───── DATA UNDER STUDY
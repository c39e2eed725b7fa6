use std::io;
use std::path::PathBuf;

/// Result type for sync operations
pub type BumpMonitoringResult<T> = Result<T, BumpMonitoringError>;

/// Errors raised while collecting or copying monitoring configs
#[derive(thiserror::Error, Debug)]
pub enum BumpMonitoringError {
    /// A configured subpath (or a directory beneath it) could not be resolved
    #[error("Failed to get the file info for {path:?}: {source}")]
    PathResolution {
        path: PathBuf,
        #[source]
        source: io::Error,
    },
    #[error("Failed reading file {path:?}: {source}")]
    Read {
        path: PathBuf,
        #[source]
        source: io::Error,
    },
    #[error("Failed writing file {path:?}: {source}")]
    Write {
        path: PathBuf,
        #[source]
        source: io::Error,
    },
    #[error("Invalid extension pattern {pattern:?}: {message}")]
    InvalidExtension { pattern: String, message: String },
    /// Logging initialization failed
    #[error("Logging initialization failed: {0}")]
    LoggingInitialization(String),
}

impl BumpMonitoringError {
    /// Path the error refers to, if any
    pub fn path(&self) -> Option<&PathBuf> {
        match self {
            BumpMonitoringError::PathResolution { path, .. }
            | BumpMonitoringError::Read { path, .. }
            | BumpMonitoringError::Write { path, .. } => Some(path),
            BumpMonitoringError::InvalidExtension { .. }
            | BumpMonitoringError::LoggingInitialization(_) => None,
        }
    }
}
use async_trait::async_trait;
use std::path::Path;

use crate::errors::BumpMonitoringResult;

/// Domain trait for reading config sources
///
/// Keeps the syncer independent of the concrete filesystem so tests can
/// substitute failing or recording readers.
#[async_trait]
pub trait FileReader: Send + Sync {
    /// Read the entire contents of a file as raw bytes
    ///
    /// # Arguments
    /// * `path` - The file path to read
    ///
    /// # Returns
    /// * `Ok(Vec<u8>)` - The complete file contents
    /// * `Err(BumpMonitoringError::Read)` - If the file cannot be read
    async fn read_bytes(&self, path: &Path) -> BumpMonitoringResult<Vec<u8>>;
}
──────────
__TASK DETAILS__.
Without omission, return all of the records exactly as given.

__ANSWER SPACE__.
repository c39e2eed725b7fa6
use std::io;
use std::path::PathBuf;

/// Result type for sync operations
pub type BumpMonitoringResult<T> = Result<T, BumpMonitoringError>;

/// Errors raised while collecting or copying monitoring configs
#[derive(thiserror::Error, Debug)]
pub enum BumpMonitoringError {
    /// A configured subpath (or a directory beneath it) could not be resolved
    #[error("Failed to get the file info for {path:?}: {source}")]
    PathResolution {
        path: PathBuf,
        #[source]
        source: io::Error,
    },
    #[error("Failed reading file {path:?}: {source}")]
    Read {
        path: PathBuf,
        #[source]
        source: io::Error,
    },
    #[error("Failed writing file {path:?}: {source}")]
    Write {
        path: PathBuf,
        #[source]
        source: io::Error,
    },
    #[error("Invalid extension pattern {pattern:?}: {message}")]
    InvalidExtension { pattern: String, message: String },
    /// Logging initialization failed
    #[error("Logging initialization failed: {0}")]
    LoggingInitialization(String),
}

impl BumpMonitoringError {
    /// Path the error refers to, if any
    pub fn path(&self) -> Option<&PathBuf> {
        match self {
            BumpMonitoringError::PathResolution { path, .. }
            | BumpMonitoringError::Read { path, .. }
            | BumpMonitoringError::Write { path, .. } => Some(path),
            BumpMonitoringError::InvalidExtension { .. }
            | BumpMonitoringError::LoggingInitialization(_) => None,
        }
    }
}
use async_trait::async_trait;
use std::path::Path;

use crate::errors::BumpMonitoringResult;

/// Domain trait for reading config sources
///
/// Keeps the syncer independent of the concrete filesystem so tests can
/// substitute failing or recording readers.
#[async_trait]
pub trait FileReader: Send + Sync {
    /// Read the entire contents of a file as raw bytes
    ///
    /// # Arguments
    /// * `path` - The file path to read
    ///
    /// # Returns
    /// * `Ok(Vec<u8>)` - The complete file contents
    /// * `Err(BumpMonitoringError::Read)` - If the file cannot be read
    async fn read_bytes(&self, path: &Path) -> BumpMonitoringResult<Vec<u8>>;
}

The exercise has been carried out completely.